(Stored dataset items)

//! CLI command definitions for spoolq.
//!
//! `serve` runs the scanner and worker pool against a spool directory. The
//! other commands are clients that only touch the filesystem, so they work
//! whether or not a server is running.

use std::path::PathBuf;
use std::sync::Arc;

use anyhow::Context;
use clap::Parser;
use serde::Serialize;
use tracing::{info, warn};

use crate::client::{Results, Submitter};
use crate::config::SpoolConfig;
use crate::executor::CommandFactory;
use crate::metrics::{init_metrics, write_metrics_file};
use crate::scheduler::{JobId, JobLocation, Spool, WorkerPool};

/// Durable filesystem job queue.
#[derive(Parser)]
#[command(name = "spoolq")]
#[command(about = "Durable filesystem job queue with a local worker pool")]
#[command(version)]
#[command(
    long_about = "spoolq runs a pool of workers over a spool directory.\n\nClients push a job by dropping a text file into the input directory; the server claims it, runs the model on it, and writes the result to the output directory. Jobs survive restarts.\n\nExample usage:\n  spoolq serve ./bin/summarize --workers 2\n  spoolq push \"Summarize this paragraph\"\n  spoolq pop"
)]
pub struct Cli {
    /// The subcommand to execute.
    #[command(subcommand)]
    pub command: Commands,

    #[command(flatten)]
    pub dirs: DirArgs,

    /// Log level (trace, debug, info, warn, error).
    #[arg(short, long, default_value = "info", global = true)]
    pub log_level: String,
}

/// Spool directory flags shared by every subcommand.
#[derive(clap::Args, Debug, Clone, Default)]
pub struct DirArgs {
    /// Directory pending jobs are placed in [default: data/input].
    #[arg(long, env = "SPOOLQ_INPUT_DIR", global = true)]
    pub input_dir: Option<PathBuf>,

    /// Directory results are written to [default: data/output].
    #[arg(long, env = "SPOOLQ_OUTPUT_DIR", global = true)]
    pub output_dir: Option<PathBuf>,
}

/// Available CLI subcommands.
#[derive(clap::Subcommand)]
pub enum Commands {
    /// Run the scanner and worker pool until interrupted.
    Serve(ServeArgs),

    /// Submit a new job and print its id.
    Push(PushArgs),

    /// Print the result of a job, or the latest result.
    Pop(PopArgs),

    /// List every known job with its status.
    #[command(alias = "ls")]
    List(ListArgs),

    /// Show where a job is in its lifecycle.
    Status(StatusArgs),
}

/// Arguments for `spoolq serve`.
#[derive(Parser, Debug)]
pub struct ServeArgs {
    /// Model handle passed to the executor: the program run once per job.
    pub model: Option<PathBuf>,

    /// Number of workers.
    #[arg(short, long)]
    pub workers: Option<usize>,

    /// Delay between scans of the input directory, in milliseconds.
    #[arg(long)]
    pub scan_interval_ms: Option<u64>,

    /// Delay between status log lines, in seconds.
    #[arg(long)]
    pub status_interval_secs: Option<u64>,

    /// Rewrite Prometheus metrics to this file on every status tick.
    #[arg(long)]
    pub metrics_file: Option<PathBuf>,

    /// YAML configuration file.
    #[arg(short, long)]
    pub config: Option<PathBuf>,

    /// Extra arguments passed to the model program.
    #[arg(last = true)]
    pub model_args: Vec<String>,
}

/// Arguments for `spoolq push`.
#[derive(Parser, Debug)]
pub struct PushArgs {
    /// Job content.
    #[arg(required_unless_present = "file", conflicts_with = "file")]
    pub content: Option<String>,

    /// Read job content from a file.
    #[arg(short, long)]
    pub file: Option<PathBuf>,
}

/// Arguments for `spoolq pop`.
#[derive(Parser, Debug)]
pub struct PopArgs {
    /// Job id. Defaults to the most recent result.
    pub job_id: Option<String>,

    /// Output JSON instead of plain text.
    #[arg(short = 'j', long)]
    pub json: bool,
}

/// Arguments for `spoolq list`.
#[derive(Parser, Debug)]
pub struct ListArgs {
    /// Output JSON instead of a table.
    #[arg(short = 'j', long)]
    pub json: bool,
}

/// Arguments for `spoolq status`.
#[derive(Parser, Debug)]
pub struct StatusArgs {
    /// Job id.
    pub job_id: String,

    /// Output JSON instead of plain text.
    #[arg(short = 'j', long)]
    pub json: bool,
}

/// Parse CLI arguments and return the Cli struct.
///
/// This allows main.rs to access CLI arguments (like log_level) before running commands.
pub fn parse_cli() -> Cli {
    Cli::parse()
}

/// Run the CLI by parsing arguments and executing the command.
pub async fn run() -> anyhow::Result<()> {
    run_with_cli(parse_cli()).await
}

/// Run the CLI with the parsed arguments.
pub async fn run_with_cli(cli: Cli) -> anyhow::Result<()> {
    match cli.command {
        Commands::Serve(args) => run_serve_command(args, cli.dirs).await,
        Commands::Push(args) => run_push_command(args, cli.dirs).await,
        Commands::Pop(args) => run_pop_command(args, cli.dirs).await,
        Commands::List(args) => run_list_command(args, cli.dirs).await,
        Commands::Status(args) => run_status_command(args, cli.dirs).await,
    }
}

// ============================================================================
// Configuration
// ============================================================================

/// Layers CLI flags over the file and environment configuration.
fn serve_config(args: &ServeArgs, dirs: &DirArgs) -> anyhow::Result<SpoolConfig> {
    let mut config =
        SpoolConfig::load(args.config.as_deref()).context("Failed to load configuration")?;

    if let Some(model) = &args.model {
        config.model_path = model.clone();
    }
    if !args.model_args.is_empty() {
        config.model_args = args.model_args.clone();
    }
    if let Some(dir) = &dirs.input_dir {
        config.input_dir = dir.clone();
    }
    if let Some(dir) = &dirs.output_dir {
        config.output_dir = dir.clone();
    }
    if let Some(n) = args.workers {
        config.num_workers = n;
    }
    if let Some(ms) = args.scan_interval_ms {
        config.scan_interval = std::time::Duration::from_millis(ms);
    }
    if let Some(secs) = args.status_interval_secs {
        config.status_interval = std::time::Duration::from_secs(secs);
    }

    let config = config.resolve_paths()?;

    if config.model_path.as_os_str().is_empty() {
        anyhow::bail!("No model given: pass <MODEL> or set model_path in the config file");
    }
    if !config.model_path.exists() {
        anyhow::bail!("Model not found: {}", config.model_path.display());
    }
    config.validate()?;

    Ok(config)
}

/// Spool for the client commands: flags over the defaults.
fn client_spool(dirs: &DirArgs) -> anyhow::Result<Spool> {
    let mut config = SpoolConfig::default();
    if let Some(dir) = &dirs.input_dir {
        config.input_dir = dir.clone();
    }
    if let Some(dir) = &dirs.output_dir {
        config.output_dir = dir.clone();
    }
    Ok(config.resolve_paths()?.spool())
}

// ============================================================================
// Serve
// ============================================================================

async fn run_serve_command(args: ServeArgs, dirs: DirArgs) -> anyhow::Result<()> {
    let config = serve_config(&args, &dirs)?;

    if let Err(e) = init_metrics() {
        warn!(error = %e, "Failed to initialize metrics");
    }

    info!(
        model = %config.model_path.display(),
        num_workers = config.num_workers,
        input_dir = %config.input_dir.display(),
        output_dir = %config.output_dir.display(),
        "Starting spoolq server"
    );

    let factory = Arc::new(CommandFactory::new().with_args(config.model_args.clone()));
    let status_interval = config.status_interval;
    let mut pool = WorkerPool::new(config, factory)?;
    pool.start().await.context("Failed to start worker pool")?;

    let shutdown = shutdown_signal();
    tokio::pin!(shutdown);

    let mut ticker = tokio::time::interval(status_interval);
    // The first tick completes immediately.
    ticker.tick().await;

    loop {
        tokio::select! {
            result = &mut shutdown => {
                if let Err(e) = result {
                    warn!(error = %e, "Failed to listen for shutdown signals, stopping");
                }
                break;
            }
            _ = ticker.tick() => {
                info!(status = %pool.status(), "Pool status");
                if let Some(path) = &args.metrics_file {
                    if let Err(e) = write_metrics_file(path).await {
                        warn!(path = %path.display(), error = %e, "Failed to write metrics file");
                    }
                }
            }
        }
    }

    info!("Waiting for in-flight jobs to finish");
    pool.stop().await?;
    if let Some(path) = &args.metrics_file {
        if let Err(e) = write_metrics_file(path).await {
            warn!(path = %path.display(), error = %e, "Failed to write metrics file");
        }
    }
    info!(status = %pool.status(), "Server stopped");

    Ok(())
}

/// Resolves on SIGINT or SIGTERM (Ctrl-C elsewhere).
async fn shutdown_signal() -> std::io::Result<()> {
    #[cfg(unix)]
    {
        use tokio::signal::unix::{signal, SignalKind};

        let mut sigterm = signal(SignalKind::terminate())?;
        let mut sigint = signal(SignalKind::interrupt())?;

        tokio::select! {
            _ = sigterm.recv() => {
                info!("Received SIGTERM, initiating graceful shutdown");
            }
            _ = sigint.recv() => {
                info!("Received SIGINT, initiating graceful shutdown");
            }
        }
    }

    #[cfg(not(unix))]
    {
        tokio::signal::ctrl_c().await?;
        info!("Received Ctrl-C, initiating graceful shutdown");
    }

    Ok(())
}

// ============================================================================
// Client commands
// ============================================================================

#[derive(Debug, Serialize)]
struct JobEntry {
    id: JobId,
    status: String,
    path: PathBuf,
}

impl JobEntry {
    fn new(spool: &Spool, id: JobId, location: JobLocation) -> Self {
        Self {
            path: spool.path(location, &id),
            status: location.to_string(),
            id,
        }
    }
}

async fn run_push_command(args: PushArgs, dirs: DirArgs) -> anyhow::Result<()> {
    let content = match (args.content, args.file) {
        (_, Some(path)) => tokio::fs::read_to_string(&path)
            .await
            .with_context(|| format!("Failed to read job file: {}", path.display()))?,
        (Some(content), None) => content,
        (None, None) => anyhow::bail!("'push' requires content or --file <PATH>"),
    };

    let submitter = Submitter::new(client_spool(&dirs)?);
    let id = submitter
        .submit(&content)
        .await
        .context("Failed to create job")?;

    println!("{}", id);
    Ok(())
}

async fn run_pop_command(args: PopArgs, dirs: DirArgs) -> anyhow::Result<()> {
    let results = Results::new(client_spool(&dirs)?);

    let (result, latest) = match args.job_id {
        Some(raw) => {
            let id = JobId::new(raw)?;
            match results.get(&id).await? {
                Some(result) => (result, false),
                None => anyhow::bail!("Job {} not found or not completed", id),
            }
        }
        None => match results.latest().await? {
            Some(result) => (result, true),
            None => anyhow::bail!("No completed jobs found"),
        },
    };

    if args.json {
        let json = serde_json::to_string_pretty(&result)
            .map_err(|e| anyhow::anyhow!("Failed to serialize JSON output: {}", e))?;
        println!("{}", json);
    } else {
        if latest {
            println!("Latest job: {}", result.id);
            println!("{}", "-".repeat(35));
        }
        println!("{}", result.output);
    }

    Ok(())
}

async fn run_list_command(args: ListArgs, dirs: DirArgs) -> anyhow::Result<()> {
    let spool = client_spool(&dirs)?;
    let results = Results::new(spool.clone());

    let entries: Vec<JobEntry> = results
        .list_all()
        .await?
        .into_iter()
        .map(|(id, location)| JobEntry::new(&spool, id, location))
        .collect();

    if args.json {
        let json = serde_json::to_string_pretty(&entries)
            .map_err(|e| anyhow::anyhow!("Failed to serialize JSON output: {}", e))?;
        println!("{}", json);
        return Ok(());
    }

    if entries.is_empty() {
        println!("No jobs found");
        return Ok(());
    }

    println!("{:<30}Status", "Job ID");
    println!("{}", "-".repeat(50));
    for entry in &entries {
        println!("{:<30}{}", entry.id, entry.status);
    }

    Ok(())
}

async fn run_status_command(args: StatusArgs, dirs: DirArgs) -> anyhow::Result<()> {
    let spool = client_spool(&dirs)?;
    let id = JobId::new(args.job_id)?;

    let Some(location) = Results::new(spool.clone()).status(&id).await else {
        anyhow::bail!("Job {} not found", id);
    };
    let entry = JobEntry::new(&spool, id, location);

    if args.json {
        let json = serde_json::to_string_pretty(&entry)
            .map_err(|e| anyhow::anyhow!("Failed to serialize JSON output: {}", e))?;
        println!("{}", json);
        return Ok(());
    }

    println!("Job ID: {}", entry.id);
    println!("Status: {}", entry.status);
    match location {
        JobLocation::Input => println!("Job is waiting to be claimed."),
        JobLocation::Processing => println!("Job is being processed."),
        JobLocation::Output => {
            println!("Result is available. Use 'spoolq pop {}' to view.", entry.id)
        }
        JobLocation::Failed => {
            println!("Job failed. Its payload is kept at {}", entry.path.display())
        }
    }

    Ok(())
}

▸ Instructions for the task
Where a line above holds the word "filesystem", copy it.

▸ Answer for the task
//! other commands are clients that only touch the filesystem, so they work
/// Durable filesystem job queue.
#[command(about = "Durable filesystem job queue with a local worker pool")]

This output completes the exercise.